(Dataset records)
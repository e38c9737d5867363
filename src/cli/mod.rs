pub mod commands;
pub mod handlers;

pub use commands::CliArgs;
pub use handlers::handle_dump;
//! Django installation discovery
//!
//! The tool never executes Python. The "framework runtime" is the installed
//! `django` package on disk; everything extracted from it is read as text.
//! A missing installation is not an error: the pipeline emits nothing and
//! the process still exits 0.

pub mod context;

pub use context::{resolve_context, ContextError, ProjectContext};

use crate::config::Config;
use crate::fs::FileSystem;
use std::path::{Path, PathBuf};
use tracing::debug;

/// An installed `django` package located on disk.
///
/// `root` is the `django` package directory itself, e.g.
/// `<venv>/lib/python3.12/site-packages/django`.
#[derive(Debug, Clone, PartialEq, Eq)]
pub struct DjangoInstall {
    root: PathBuf,
}

impl DjangoInstall {
    /// Locate the Django installation.
    ///
    /// Candidates, in order: the configured override directory, the active
    /// `VIRTUAL_ENV`, and `.venv`/`venv` next to the project launcher.
    pub fn locate<F: FileSystem>(
        fs: &F,
        config: &Config,
        project_base: Option<&Path>,
    ) -> Option<Self> {
        if let Some(dir) = &config.django_dir {
            if let Some(install) = Self::from_dir(fs, dir) {
                return Some(install);
            }
            debug!(dir = %dir.display(), "configured django dir has no django package");
        }

        let mut env_roots = Vec::new();
        if let Some(venv) = std::env::var_os("VIRTUAL_ENV") {
            env_roots.push(PathBuf::from(venv));
        }
        if let Some(base) = project_base {
            env_roots.push(base.join(".venv"));
            env_roots.push(base.join("venv"));
        }

        for env_root in env_roots {
            if let Some(install) = Self::from_virtualenv(fs, &env_root) {
                debug!(root = %install.root.display(), "located django installation");
                return Some(install);
            }
        }

        None
    }

    /// Accept `dir` as either the `django` package itself or a directory
    /// containing one.
    fn from_dir<F: FileSystem>(fs: &F, dir: &Path) -> Option<Self> {
        for candidate in [dir.to_path_buf(), dir.join("django")] {
            if fs.is_file(&candidate.join("conf").join("global_settings.py")) {
                return Some(Self { root: candidate });
            }
        }
        None
    }

    /// Probe `<env>/lib/python*/site-packages/django`
    fn from_virtualenv<F: FileSystem>(fs: &F, env_root: &Path) -> Option<Self> {
        let lib = env_root.join("lib");
        let entries = fs.read_dir(&lib).ok()?;
        for entry in entries {
            if entry.is_dir() && entry.file_name().starts_with("python") {
                let candidate = entry.path().join("site-packages").join("django");
                if let Some(install) = Self::from_dir(fs, &candidate) {
                    return Some(install);
                }
            }
        }
        None
    }

    /// The `django` package directory
    pub fn root(&self) -> &Path {
        &self.root
    }

    /// The site-packages directory containing the installation, used to
    /// resolve installed third-party app packages.
    pub fn site_packages(&self) -> Option<&Path> {
        self.root.parent()
    }

    /// Builtin default settings, with doc comments for every setting
    pub fn global_settings(&self) -> PathBuf {
        self.root.join("conf").join("global_settings.py")
    }

    /// Source of the QuerySet base type
    pub fn queryset_source(&self) -> PathBuf {
        self.root.join("db").join("models").join("query.py")
    }

    /// The framework's builtin tag library
    pub fn default_tags(&self) -> PathBuf {
        self.root.join("template").join("defaulttags.py")
    }

    /// The framework's builtin filter library
    pub fn default_filters(&self) -> PathBuf {
        self.root.join("template").join("defaultfilters.py")
    }
}
//! Line-level helpers for scanning Python source text
//!
//! Shared by the queryset and template-library scanners. These mirror what
//! `inspect.signature` and `inspect.getdoc` produced for the completion
//! stream, but work on source text alone.

/// A parsed `def` header
#[derive(Debug, Clone, PartialEq, Eq)]
pub struct DefSig {
    pub name: String,
    /// Parameter list text with whitespace collapsed, e.g. `self, *args`
    pub params: String,
    /// Index of the line containing the closing `)` of the header
    pub end_line: usize,
}

/// Parse a `def name(...)` header starting at `lines[start]`.
///
/// Parameter lists may span several lines; the header ends when the opening
/// parenthesis is balanced.
pub fn parse_def(lines: &[&str], start: usize) -> Option<DefSig> {
    let first = lines.get(start)?.trim_start();
    let rest = first
        .strip_prefix("async def ")
        .or_else(|| first.strip_prefix("def "))?;
    let paren = rest.find('(')?;
    let name = rest[..paren].trim().to_string();
    if name.is_empty() {
        return None;
    }

    let mut params = String::new();
    let mut depth = 0usize;
    let mut line_idx = start;
    let mut text = &rest[paren..];
    loop {
        for (offset, ch) in text.char_indices() {
            match ch {
                '(' | '[' | '{' => depth += 1,
                ')' | ']' | '}' => {
                    depth = depth.saturating_sub(1);
                    if depth == 0 {
                        params.push_str(&text[..offset]);
                        let params = normalize_params(&params);
                        return Some(DefSig {
                            name,
                            params,
                            end_line: line_idx,
                        });
                    }
                }
                _ => {}
            }
        }
        params.push_str(text);
        params.push(' ');
        line_idx += 1;
        text = lines.get(line_idx).copied()?;
    }
}

/// Collapse whitespace runs in a parameter list to single spaces and drop
/// the leading `(`.
fn normalize_params(raw: &str) -> String {
    raw.trim_start_matches('(')
        .split_whitespace()
        .collect::<Vec<_>>()
        .join(" ")
        .trim_end_matches(',')
        .to_string()
}

/// Extract the docstring of a suite whose header ends at `lines[header_end]`.
///
/// Returns the cleaned docstring, or an empty string when the first
/// statement is not a string literal.
pub fn docstring_after(lines: &[&str], header_end: usize) -> String {
    let mut idx = header_end + 1;
    while idx < lines.len() && lines[idx].trim().is_empty() {
        idx += 1;
    }
    let Some(first) = lines.get(idx) else {
        return String::new();
    };

    let trimmed = first.trim_start();
    let literal = trimmed
        .strip_prefix("r\"\"\"")
        .map(|rest| (rest, "\"\"\""))
        .or_else(|| trimmed.strip_prefix("\"\"\"").map(|rest| (rest, "\"\"\"")))
        .or_else(|| trimmed.strip_prefix("r'''").map(|rest| (rest, "'''")))
        .or_else(|| trimmed.strip_prefix("'''").map(|rest| (rest, "'''")));
    let Some((after_open, delim)) = literal else {
        return String::new();
    };

    // Single-line docstring
    if let Some(end) = after_open.find(delim) {
        return cleandoc(&after_open[..end]);
    }

    let mut body = String::from(after_open);
    for line in lines.iter().skip(idx + 1) {
        body.push('\n');
        if let Some(end) = line.find(delim) {
            body.push_str(&line[..end]);
            return cleandoc(&body);
        }
        body.push_str(line);
    }
    cleandoc(&body)
}

/// Normalize docstring indentation the way `inspect.cleandoc` does: the
/// first line is trimmed as-is, the common leading whitespace of the
/// remaining lines is removed, and blank edges are dropped.
pub fn cleandoc(raw: &str) -> String {
    let mut lines = raw.lines();
    let first = lines.next().unwrap_or("").trim().to_string();
    let rest: Vec<&str> = lines.collect();

    let margin = rest
        .iter()
        .filter(|line| !line.trim().is_empty())
        .map(|line| line.len() - line.trim_start().len())
        .min()
        .unwrap_or(0);

    let mut out: Vec<String> = Vec::with_capacity(rest.len() + 1);
    out.push(first);
    for line in rest {
        let stripped = if line.len() >= margin { &line[margin..] } else { line.trim_start() };
        out.push(stripped.trim_end().to_string());
    }

    while out.first().is_some_and(|l| l.is_empty()) {
        out.remove(0);
    }
    while out.last().is_some_and(|l| l.is_empty()) {
        out.pop();
    }
    out.join("\n")
}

§ **Exercise details**:
Transcribe every record above exactly as written.

§ **Expected answer**:
repository e38c9737d5867363
filename src/cli/mod.rs
pub mod commands;
pub mod handlers;

pub use commands::CliArgs;
pub use handlers::handle_dump;
//! Django installation discovery
//!
//! The tool never executes Python. The "framework runtime" is the installed
//! `django` package on disk; everything extracted from it is read as text.
//! A missing installation is not an error: the pipeline emits nothing and
//! the process still exits 0.

pub mod context;

pub use context::{resolve_context, ContextError, ProjectContext};

use crate::config::Config;
use crate::fs::FileSystem;
use std::path::{Path, PathBuf};
use tracing::debug;

/// An installed `django` package located on disk.
///
/// `root` is the `django` package directory itself, e.g.
/// `<venv>/lib/python3.12/site-packages/django`.
#[derive(Debug, Clone, PartialEq, Eq)]
pub struct DjangoInstall {
    root: PathBuf,
}

impl DjangoInstall {
    /// Locate the Django installation.
    ///
    /// Candidates, in order: the configured override directory, the active
    /// `VIRTUAL_ENV`, and `.venv`/`venv` next to the project launcher.
    pub fn locate<F: FileSystem>(
        fs: &F,
        config: &Config,
        project_base: Option<&Path>,
    ) -> Option<Self> {
        if let Some(dir) = &config.django_dir {
            if let Some(install) = Self::from_dir(fs, dir) {
                return Some(install);
            }
            debug!(dir = %dir.display(), "configured django dir has no django package");
        }

        let mut env_roots = Vec::new();
        if let Some(venv) = std::env::var_os("VIRTUAL_ENV") {
            env_roots.push(PathBuf::from(venv));
        }
        if let Some(base) = project_base {
            env_roots.push(base.join(".venv"));
            env_roots.push(base.join("venv"));
        }

        for env_root in env_roots {
            if let Some(install) = Self::from_virtualenv(fs, &env_root) {
                debug!(root = %install.root.display(), "located django installation");
                return Some(install);
            }
        }

        None
    }

    /// Accept `dir` as either the `django` package itself or a directory
    /// containing one.
    fn from_dir<F: FileSystem>(fs: &F, dir: &Path) -> Option<Self> {
        for candidate in [dir.to_path_buf(), dir.join("django")] {
            if fs.is_file(&candidate.join("conf").join("global_settings.py")) {
                return Some(Self { root: candidate });
            }
        }
        None
    }

    /// Probe `<env>/lib/python*/site-packages/django`
    fn from_virtualenv<F: FileSystem>(fs: &F, env_root: &Path) -> Option<Self> {
        let lib = env_root.join("lib");
        let entries = fs.read_dir(&lib).ok()?;
        for entry in entries {
            if entry.is_dir() && entry.file_name().starts_with("python") {
                let candidate = entry.path().join("site-packages").join("django");
                if let Some(install) = Self::from_dir(fs, &candidate) {
                    return Some(install);
                }
            }
        }
        None
    }

    /// The `django` package directory
    pub fn root(&self) -> &Path {
        &self.root
    }

    /// The site-packages directory containing the installation, used to
    /// resolve installed third-party app packages.
    pub fn site_packages(&self) -> Option<&Path> {
        self.root.parent()
    }

    /// Builtin default settings, with doc comments for every setting
    pub fn global_settings(&self) -> PathBuf {
        self.root.join("conf").join("global_settings.py")
    }

    /// Source of the QuerySet base type
    pub fn queryset_source(&self) -> PathBuf {
        self.root.join("db").join("models").join("query.py")
    }

    /// The framework's builtin tag library
    pub fn default_tags(&self) -> PathBuf {
        self.root.join("template").join("defaulttags.py")
    }

    /// The framework's builtin filter library
    pub fn default_filters(&self) -> PathBuf {
        self.root.join("template").join("defaultfilters.py")
    }
}
//! Line-level helpers for scanning Python source text
//!
//! Shared by the queryset and template-library scanners. These mirror what
//! `inspect.signature` and `inspect.getdoc` produced for the completion
//! stream, but work on source text alone.

/// A parsed `def` header
#[derive(Debug, Clone, PartialEq, Eq)]
pub struct DefSig {
    pub name: String,
    /// Parameter list text with whitespace collapsed, e.g. `self, *args`
    pub params: String,
    /// Index of the line containing the closing `)` of the header
    pub end_line: usize,
}

/// Parse a `def name(...)` header starting at `lines[start]`.
///
/// Parameter lists may span several lines; the header ends when the opening
/// parenthesis is balanced.
pub fn parse_def(lines: &[&str], start: usize) -> Option<DefSig> {
    let first = lines.get(start)?.trim_start();
    let rest = first
        .strip_prefix("async def ")
        .or_else(|| first.strip_prefix("def "))?;
    let paren = rest.find('(')?;
    let name = rest[..paren].trim().to_string();
    if name.is_empty() {
        return None;
    }

    let mut params = String::new();
    let mut depth = 0usize;
    let mut line_idx = start;
    let mut text = &rest[paren..];
    loop {
        for (offset, ch) in text.char_indices() {
            match ch {
                '(' | '[' | '{' => depth += 1,
                ')' | ']' | '}' => {
                    depth = depth.saturating_sub(1);
                    if depth == 0 {
                        params.push_str(&text[..offset]);
                        let params = normalize_params(&params);
                        return Some(DefSig {
                            name,
                            params,
                            end_line: line_idx,
                        });
                    }
                }
                _ => {}
            }
        }
        params.push_str(text);
        params.push(' ');
        line_idx += 1;
        text = lines.get(line_idx).copied()?;
    }
}

/// Collapse whitespace runs in a parameter list to single spaces and drop
/// the leading `(`.
fn normalize_params(raw: &str) -> String {
    raw.trim_start_matches('(')
        .split_whitespace()
        .collect::<Vec<_>>()
        .join(" ")
        .trim_end_matches(',')
        .to_string()
}

/// Extract the docstring of a suite whose header ends at `lines[header_end]`.
///
/// Returns the cleaned docstring, or an empty string when the first
/// statement is not a string literal.
pub fn docstring_after(lines: &[&str], header_end: usize) -> String {
    let mut idx = header_end + 1;
    while idx < lines.len() && lines[idx].trim().is_empty() {
        idx += 1;
    }
    let Some(first) = lines.get(idx) else {
        return String::new();
    };

    let trimmed = first.trim_start();
    let literal = trimmed
        .strip_prefix("r\"\"\"")
        .map(|rest| (rest, "\"\"\""))
        .or_else(|| trimmed.strip_prefix("\"\"\"").map(|rest| (rest, "\"\"\"")))
        .or_else(|| trimmed.strip_prefix("r'''").map(|rest| (rest, "'''")))
        .or_else(|| trimmed.strip_prefix("'''").map(|rest| (rest, "'''")));
    let Some((after_open, delim)) = literal else {
        return String::new();
    };

    // Single-line docstring
    if let Some(end) = after_open.find(delim) {
        return cleandoc(&after_open[..end]);
    }

    let mut body = String::from(after_open);
    for line in lines.iter().skip(idx + 1) {
        body.push('\n');
        if let Some(end) = line.find(delim) {
            body.push_str(&line[..end]);
            return cleandoc(&body);
        }
        body.push_str(line);
    }
    cleandoc(&body)
}

/// Normalize docstring indentation the way `inspect.cleandoc` does: the
/// first line is trimmed as-is, the common leading whitespace of the
/// remaining lines is removed, and blank edges are dropped.
pub fn cleandoc(raw: &str) -> String {
    let mut lines = raw.lines();
    let first = lines.next().unwrap_or("").trim().to_string();
    let rest: Vec<&str> = lines.collect();

    let margin = rest
        .iter()
        .filter(|line| !line.trim().is_empty())
        .map(|line| line.len() - line.trim_start().len())
        .min()
        .unwrap_or(0);

    let mut out: Vec<String> = Vec::with_capacity(rest.len() + 1);
    out.push(first);
    for line in rest {
        let stripped = if line.len() >= margin { &line[margin..] } else { line.trim_start() };
        out.push(stripped.trim_end().to_string());
    }

    while out.first().is_some_and(|l| l.is_empty()) {
        out.remove(0);
    }
    while out.last().is_some_and(|l| l.is_empty()) {
        out.pop();
    }
    out.join("\n")
}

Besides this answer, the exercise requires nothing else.